The team had a very low "truck number" (see ModerateTruckNumber), however, because of the high specialization. But there was very strong commitment to the project and good communications that suggest that there may have been more cross-fertilization than we could see. While architects (and other roles) maintained their specialization, they also maintained an uncharacteristically high level of communication among themselves. This balance is rare in organizations and we have found it only in the strongest, "hyperproductive" organizations. We originally captured this structure in a pattern called BuffaloMountain [BibRef-Coplien1995] that was later split into ResponsibilitiesEngage and HallwayChatter. Communication was the glue that held this organization together.

Can we capture the architecture of the Borland development organization and process, and expect phenomenal results if we apply it to large development projects such as we have at AT&T? Probably not. However, its staggering productivity offers a target to shoot for, and some aspects of its management policies and process guidelines may serve small- to medium-sized developments well. To the extent large jobs can be partitioned into small ones, the Borland approach may be suitable for individual parts of large developments.

Borland develops products for a domain and market which, today, has little overlap with the traditional telecommunications market. As large software development organizations move into new markets--such as software development environment platforms and soft human interfaces — the techniques used at Borland will become increasingly difficult to dismiss out-of-hand as irrelevant for large system development.

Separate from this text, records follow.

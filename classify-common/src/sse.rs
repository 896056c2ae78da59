//! Server-Sent Events (SSE) utilities
//!
//! Re-emits an event bus subscription as server-push messages.

use crate::events::EventSubscription;
use axum::response::sse::{Event, KeepAlive, Sse};
use futures::stream::Stream;
use serde::Serialize;
use std::convert::Infallible;
use std::time::Duration;
use tracing::{debug, info, warn};

/// Turn a bus subscription into an SSE response body
///
/// Each event is sent as one `data:` message holding its JSON encoding.
/// Events that fail to serialize are skipped with a warning. The stream
/// ends when the client disconnects (axum drops the stream, which drops
/// the subscription) or when the bus is gone.
///
/// # Example
/// ```rust,ignore
/// async fn stream(State(state): State<AppState>) -> Sse<impl Stream<Item = Result<Event, Infallible>>> {
///     classify_common::sse::event_stream(state.event_bus.subscribe(), "classify")
/// }
/// ```
pub fn event_stream<E>(
    subscription: EventSubscription<E>,
    service_name: &'static str,
) -> Sse<impl Stream<Item = Result<Event, Infallible>>>
where
    E: Serialize + Send + 'static,
{
    info!("New SSE client connected to {} event stream", service_name);

    let stream = async_stream::stream! {
        yield Ok(Event::default().event("ConnectionStatus").data("connected"));

        let mut subscription = subscription;
        while let Some(event) = subscription.recv().await {
            match serde_json::to_string(&event) {
                Ok(json) => {
                    debug!("SSE: forwarding event ({} bytes)", json.len());
                    yield Ok(Event::default().data(json));
                }
                Err(e) => {
                    warn!("SSE: failed to encode event: {}", e);
                }
            }
        }

        info!("SSE: {} event stream closed", service_name);
    };

    Sse::new(stream).keep_alive(
        KeepAlive::new()
            .interval(Duration::from_secs(15))
            .text("heartbeat"),
    )
}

The software industry has long embraced rationales that dismiss the productivity of stereotypical "Silicon Valley" cultures. We tended to think of PC development efforts of that era as small and simple. We say they have limited markets and don't need to evolve. Borland defies these stereotypes. The QPW product needed to move into a market supported by Windows, Windows/NT, Pink, and conjecturally others including Macintosh — and maybe even UNIX. It will need to interface to a host of different windowing systems and hardware technologies. It is not small, even by AT&T standards (it was larger than the first release of the flagship AT&T local switching product). Borland was able to coax 1 million lines of production code from about eight people in 31 months. Perhaps a PC-based development environment and PC-based deployment platform make developers more effective, and perhaps QPW doesn't have the same fault-tolerance requirements one finds in large telecommunications systems. But those considerations alone don't seem to account for figures that are orders of magnitude above industry norms.

Software maintenance is of critical important to today's large, complex software developments. One suspects that the same will be true for QPW as it offers new features, runs on new platforms, and adapts itself to new operating systems and windowing environments in the market place. One might guess that foreseeing such evolution is one reason for Borland to have chosen object-oriented development techniques and C++ as the basis for their development.

The Borland process operates at an extreme point in our continuum of development organizations. Having a set of extreme data points can be of use to us in our process research, as it helps bound the models we make. We hope the Borland model will provide data that will help us calibrate our process models, and help us better correlate properties of other models we study.

A great big thanks to Carol Johnson at Borland for taking care of most of the local arrangements. I'm indebted to Ruby Chu at AT&T for chasing down QPW product reviews. A special thanks to Doug McIlroy and Peter Weinberger for their critical comments.